El café Le Chat.

En París, al otro lado del río Sena, a escasos metros de la torre Eiffel se encontraba la cafetería Le Chat. Edgar miraba ausente el fondo de la taza de café, envuelto en las caricias que el piano, el saxofón y el contrabajo de un pequeño grupo musical le brindaban aquella noche. Sonaba un jazz suave y melódico, instrumental, que se mecía entre la nostalgia y el encanto.

 

Debería haberle contado antes a Inés lo de la fibrosis quística. Entiendo que quisiera ayudarme, pero ¿acaso puede frenar una enfermedad terminal? Prefería que las cosas siguieran así, como siempre.  Y disfrutar el tiempo que nos quedara juntos. Hace un mes que no sé nada de ella. Entiendo cómo se puede sentir. Ojalá supiese si está bien, si no lo está. Si volverá, si no lo hará. Si aún me ama o si no quiere volver a saber de mí. Esta duda, después de todo lo que hemos pasado juntos, de tantos momentos. No sé si lo superaré o acabará conmigo. La maldita incertidumbre. Debería habérselo contado antes, joder. Solo quería ahorrarle sufrimiento. Si tan solo pudiera bailar una vez más con ella, un último baile de los nuestros, de los que solíamos bailar en este mismo local, frente a la torre Eiffel. Ese sería el toque de gracia.

 

Edgar se mantuvo sentado en la mesa oscura de la cafetería, inmerso en su monólogo interior. Odiándose y arrepentido por la magnitud de lo ocurrido. Echó un último vistazo a la esquina donde se encontraban los músicos, intentando acaparar todas las notas que esparcían al aire, como si fueran un tesoro, temiendo que se perdiera una vez se alejase.

 

Cogió la chaqueta que había dejado colgada en el respaldo de la silla y sumergió las manos en los bolsillos. Palpó un pequeño objeto en ellos. «Tendría que habérselo dado antes.», pensó. Se abrigó porque, aunque en aquellos instantes su corazón era un páramo gélido, su cuerpo seguía siendo de sangre caliente. Y podía sufrir las consecuencias de aquella noche. Se levantó de la mesa agitado.

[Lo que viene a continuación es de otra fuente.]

// SPDX-License-Identifier: GPL-3.0-or-later
// Copyright (C) 2026 Erik van der Tier

// CLI entrypoint for flowforge.

use std::io::{self, Write};

use clap::Parser;
use serde_json::json;
use tracing_subscriber::EnvFilter;

use flowforge::assembler::cli::{validate_cli, Cli, OutputFormat};
use flowforge::core::error::{Diagnostic, Severity};

fn init_tracing(verbose: bool) {
    let default = if verbose { "flowforge=debug" } else { "flowforge=warn" };
    let filter = EnvFilter::try_from_default_env().unwrap_or_else(|_| EnvFilter::new(default));
    let _ = tracing_subscriber::fmt()
        .with_env_filter(filter)
        .with_writer(io::stderr)
        .try_init();
}

fn format_diagnostic_line(
    diag: &Diagnostic,
    source_lines: Option<&[String]>,
    use_color: bool,
    format: OutputFormat,
) -> String {
    if format == OutputFormat::Json {
        json!({
            "code": diag.code(),
            "severity": diag.severity().as_str(),
            "message": diag.message(),
            "file": diag.file(),
            "line": diag.line(),
            "col_start": diag.column(),
        })
        .to_string()
    } else if source_lines.is_some_and(|lines| !lines.is_empty()) && diag.line() > 0 {
        diag.format_with_context(source_lines, use_color)
    } else {
        match diag.file() {
            Some(file) => format!("{file}:{}", diag.format()),
            None => diag.format(),
        }
    }
}

fn emit_diagnostics(
    diagnostics: &[Diagnostic],
    source_lines: &[String],
    format: OutputFormat,
) {
    let use_color = std::env::var("NO_COLOR").is_err();
    let mut stderr = io::stderr().lock();
    for diag in diagnostics {
        let line = format_diagnostic_line(diag, Some(source_lines), use_color, format);
        let _ = writeln!(stderr, "{line}");
    }
}

fn main() {
    let cli = Cli::parse();
    init_tracing(cli.verbose);

    let config = match validate_cli(&cli) {
        Ok(config) => config,
        Err(err) => {
            emit_diagnostics(err.diagnostics(), err.source_lines(), cli.format);
            std::process::exit(1);
        }
    };

    match flowforge::assembler::run_with_config(&config) {
        Ok(report) => {
            if config.quiet {
                return;
            }
            let warnings: Vec<Diagnostic> = report
                .diagnostics()
                .iter()
                .filter(|diag| diag.severity() == Severity::Warning)
                .cloned()
                .collect();
            emit_diagnostics(&warnings, report.source_lines(), config.output_format);
        }
        Err(err) => {
            emit_diagnostics(err.diagnostics(), err.source_lines(), config.output_format);
            std::process::exit(1);
        }
    }
}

Se colocó la chaqueta y se disponía a salir, pero su cuerpo no respondía. El corazón golpeaba su pecho con violencia, sentía un hormigueo recorriéndole las piernas hasta los brazos. Intentó andar, pero sintió su cuerpo pesado. Se distorsionó su vista, un dolor punzante le oprimía el pecho. Cada vez más. Vislumbró una silueta blanca que corría hacia él. Creyó escuchar su nombre. Era una voz suave y melodiosa. Y se desvaneció.

 

 

Inés miraba el cuerpo inmóvil a través del cristal. Su nariz estaba roja y aún respiraba con dificultad.

 

—Lamento mucho la pérdida. ¿Era usted su única familia? —preguntó el médico.

—Sí.

—¿Es usted Inés?

—Así es —confirmó entre sollozos—.

 

El médico extrajo del bolsillo de la bata un anillo de plata con un diamante incrustado y se lo entregó a Inés.

 

—Creo que esto era para usted.

 

Inés observó el anillo y una lágrima resbaló por su mejilla.

 

—Sí, eso creo —dijo con una sonrisa en los labios.